[The data]
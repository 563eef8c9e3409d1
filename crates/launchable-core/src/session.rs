//! Session-identity persistence.
//!
//! One recording run is identified by a (build name, test session id) pair.
//! The pair lives in a single plain-text file so that separate CLI
//! invocations of the same build (record build, record tests, inspect)
//! agree on which server-side session they are talking to.
//!
//! # File format
//!
//! Resolved pair, single line:
//!
//! ```text
//! build=<build name>#test_session=<session id>
//! ```
//!
//! Before a session id is issued, `write_build` stores a provisional JSON
//! record `{"build": "<name>"}`. `read_session` treats that (and anything
//! else that is not the pair format) as malformed, which callers may
//! recover from by registering a fresh session.
//!
//! Writes go through a temp file and rename, so a concurrent reader never
//! observes a torn file. Read-then-write between two processes is still a
//! race; this is a single-operator tool and the conflict checks exist to
//! catch the aftermath, not to prevent it.

use std::fs;
use std::io::Write;
use std::path::{Path, PathBuf};

use chrono::{DateTime, Duration, Utc};
use tempfile::NamedTempFile;

use crate::error::SessionError;

/// Environment variable overriding where the session file lives.
pub const SESSION_DIR_ENV: &str = "LAUNCHABLE_SESSION_DIR";

/// Fixed name of the session file inside the session directory.
pub const SESSION_FILE_NAME: &str = ".launchable";

/// Reads and writes the session-identity file.
pub struct SessionStore {
    dir: PathBuf,
}

impl SessionStore {
    /// Resolve the session directory from `LAUNCHABLE_SESSION_DIR`, falling
    /// back to the current working directory. A leading `~` is expanded.
    pub fn from_env() -> Self {
        let dir = match std::env::var(SESSION_DIR_ENV) {
            Ok(v) if !v.is_empty() => expand_tilde(&v),
            _ => std::env::current_dir().unwrap_or_else(|_| PathBuf::from(".")),
        };
        SessionStore { dir }
    }

    /// Use an explicit directory (useful for testing).
    pub fn with_dir(dir: PathBuf) -> Self {
        SessionStore { dir }
    }

    /// Full path of the session file.
    pub fn file_path(&self) -> PathBuf {
        self.dir.join(SESSION_FILE_NAME)
    }

    /// Persist a provisional build record.
    ///
    /// Fails with a conflict if the existing file names a different build.
    pub fn write_build(&self, build_name: &str) -> Result<(), SessionError> {
        self.ensure_dir()?;
        let path = self.file_path();

        if path.exists() {
            let saved = self.read_build()?;
            if saved != build_name {
                return Err(SessionError::BuildConflict {
                    path,
                    requested: build_name.to_string(),
                    saved,
                });
            }
        }

        let record = serde_json::json!({ "build": build_name });
        self.write_atomic(record.to_string().as_bytes())
    }

    /// Read the build name back, from either the provisional record or a
    /// resolved pair.
    pub fn read_build(&self) -> Result<String, SessionError> {
        let path = self.file_path();
        let text = fs::read_to_string(&path)
            .map_err(|e| SessionError::io("read", path.clone(), e))?;

        if let Some(build) = parse_build_record(&text) {
            return Ok(build);
        }
        match parse_session_file(&text) {
            Some((build, _)) => Ok(build),
            None => Err(SessionError::Malformed {
                path,
                content: text,
            }),
        }
    }

    /// Persist the resolved (build, session id) pair.
    ///
    /// Rewriting the identical pair is a no-op; any disagreement with the
    /// existing file is a conflict, reported separately for the build name
    /// and the session id.
    pub fn write_session(&self, build_name: &str, session_id: &str) -> Result<(), SessionError> {
        self.ensure_dir()?;
        let path = self.file_path();

        if path.exists() {
            let text = fs::read_to_string(&path)
                .map_err(|e| SessionError::io("read", path.clone(), e))?;

            if let Some(saved_build) = parse_build_record(&text) {
                if saved_build != build_name {
                    return Err(SessionError::BuildConflict {
                        path,
                        requested: build_name.to_string(),
                        saved: saved_build,
                    });
                }
            } else {
                let (saved_build, saved_id) =
                    parse_session_file(&text).ok_or_else(|| SessionError::Malformed {
                        path: path.clone(),
                        content: text.clone(),
                    })?;
                if saved_build != build_name {
                    return Err(SessionError::BuildConflict {
                        path,
                        requested: build_name.to_string(),
                        saved: saved_build,
                    });
                }
                if saved_id != session_id {
                    return Err(SessionError::SessionConflict {
                        path,
                        requested: session_id.to_string(),
                        saved: saved_id,
                    });
                }
            }
        }

        self.write_atomic(format_session_file(build_name, session_id).as_bytes())
    }

    /// Look up the session id recorded for `build_name`.
    ///
    /// Returns `Ok(None)` when no session file exists. A file written for a
    /// different build is a mismatch error, not a silent miss: recording
    /// into a stale session is exactly what that check prevents.
    pub fn read_session(&self, build_name: &str) -> Result<Option<String>, SessionError> {
        let path = self.file_path();
        let text = match fs::read_to_string(&path) {
            Ok(t) => t,
            Err(e) if e.kind() == std::io::ErrorKind::NotFound => return Ok(None),
            Err(e) => return Err(SessionError::io("read", path, e)),
        };

        let (saved_build, session_id) =
            parse_session_file(&text).ok_or_else(|| SessionError::Malformed {
                path: path.clone(),
                content: text.clone(),
            })?;

        if saved_build != build_name {
            return Err(SessionError::BuildMismatch {
                path,
                requested: build_name.to_string(),
                saved: saved_build,
            });
        }

        Ok(Some(session_id))
    }

    /// Read whatever resolved pair is on disk, without a build-name check.
    /// Used by `inspect` when the user gave no explicit session id.
    pub fn read_current(&self) -> Result<Option<(String, String)>, SessionError> {
        let path = self.file_path();
        let text = match fs::read_to_string(&path) {
            Ok(t) => t,
            Err(e) if e.kind() == std::io::ErrorKind::NotFound => return Ok(None),
            Err(e) => return Err(SessionError::io("read", path, e)),
        };

        parse_session_file(&text)
            .map(Some)
            .ok_or(SessionError::Malformed {
                path,
                content: text,
            })
    }

    /// Delete the session file. Idempotent: a missing file is not an error.
    pub fn remove_session(&self) -> Result<(), SessionError> {
        let path = self.file_path();
        match fs::remove_file(&path) {
            Ok(()) => Ok(()),
            Err(e) if e.kind() == std::io::ErrorKind::NotFound => Ok(()),
            Err(e) => Err(SessionError::io("remove", path, e)),
        }
    }

    /// Delete every file in the session directory whose mtime is older than
    /// `now - days_ago`. Called at the start of a new recording run so
    /// leftovers from abandoned builds do not accumulate.
    ///
    /// A missing directory is a no-op. Windows gets a small tolerance in the
    /// cutoff because file deletion there sometimes lags the clock.
    pub fn clean_session_files(&self, days_ago: i64) -> Result<(), SessionError> {
        let entries = match fs::read_dir(&self.dir) {
            Ok(entries) => entries,
            Err(e) if e.kind() == std::io::ErrorKind::NotFound => return Ok(()),
            Err(e) => return Err(SessionError::io("read", self.dir.clone(), e)),
        };

        let skew = if cfg!(windows) {
            Duration::microseconds(10)
        } else {
            Duration::zero()
        };
        let cutoff = Utc::now() - Duration::days(days_ago) + skew;

        for entry in entries {
            let entry = entry.map_err(|e| SessionError::io("read", self.dir.clone(), e))?;
            let path = entry.path();

            let Ok(metadata) = entry.metadata() else {
                continue;
            };
            if !metadata.is_file() {
                continue;
            }
            let Ok(modified) = metadata.modified() else {
                continue;
            };
            let modified: DateTime<Utc> = modified.into();

            if modified < cutoff {
                tracing::debug!(path = %path.display(), "removing expired session file");
                match fs::remove_file(&path) {
                    Ok(()) => {}
                    Err(e) if e.kind() == std::io::ErrorKind::NotFound => {}
                    Err(e) => return Err(SessionError::io("remove", path, e)),
                }
            }
        }

        Ok(())
    }

    fn ensure_dir(&self) -> Result<(), SessionError> {
        fs::create_dir_all(&self.dir).map_err(|e| SessionError::io("create", self.dir.clone(), e))
    }

    fn write_atomic(&self, contents: &[u8]) -> Result<(), SessionError> {
        let path = self.file_path();
        let mut tmp = NamedTempFile::new_in(&self.dir)
            .map_err(|e| SessionError::io("write to", path.clone(), e))?;
        tmp.write_all(contents)
            .map_err(|e| SessionError::io("write to", path.clone(), e))?;
        tmp.persist(&path)
            .map_err(|e| SessionError::io("write to", path, e.error))?;
        Ok(())
    }
}

/// Format the resolved pair for the session file.
pub fn format_session_file(build_name: &str, session_id: &str) -> String {
    format!("build={}#test_session={}", build_name, session_id)
}

/// Parse the `build=<name>#test_session=<id>` pair. Strict: exactly one
/// `#`, one `=` per side, no empty segments.
fn parse_session_file(text: &str) -> Option<(String, String)> {
    let text = text.trim();
    let segments: Vec<&str> = text.split('#').collect();
    let [build_part, session_part] = segments.as_slice() else {
        return None;
    };

    let build = split_pair(build_part)?;
    let session = split_pair(session_part)?;
    Some((build, session))
}

fn split_pair(segment: &str) -> Option<String> {
    let parts: Vec<&str> = segment.split('=').collect();
    match parts.as_slice() {
        [key, value] if !key.is_empty() && !value.is_empty() => Some(value.to_string()),
        _ => None,
    }
}

/// Parse a provisional `{"build": "<name>"}` record.
fn parse_build_record(text: &str) -> Option<String> {
    let value: serde_json::Value = serde_json::from_str(text).ok()?;
    value.get("build")?.as_str().map(|s| s.to_string())
}

/// Format the session name consumed by other commands:
/// `builds/<build>/test_sessions/<id>`.
pub fn format_session_name(build_name: &str, session_id: &str) -> String {
    format!("builds/{}/test_sessions/{}", build_name, session_id)
}

/// Split a session name into its build name and session id, by position.
pub fn parse_session_name(name: &str) -> Result<(String, String), SessionError> {
    let parts: Vec<&str> = name.split('/').collect();
    match parts.as_slice() {
        [_, build, _, id] if !build.is_empty() && !id.is_empty() => {
            Ok((build.to_string(), id.to_string()))
        }
        _ => Err(SessionError::MalformedName(name.to_string())),
    }
}

/// Expand a leading `~` or `~/` to the invoking user's home directory.
/// A `~user` prefix names some other account's home, which has no
/// portable lookup, so such paths pass through untouched.
fn expand_tilde(path: &str) -> PathBuf {
    match dirs::home_dir() {
        Some(home) if path == "~" => home,
        Some(home) => match path.strip_prefix("~/").or_else(|| path.strip_prefix("~\\")) {
            Some(rest) => home.join(rest),
            None => Path::new(path).to_path_buf(),
        },
        None => Path::new(path).to_path_buf(),
    }
}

[Work instruction] The word "exactly" appears on some lines of the data above; say how many such lines there are, with nothing else.

[Exercise response] 2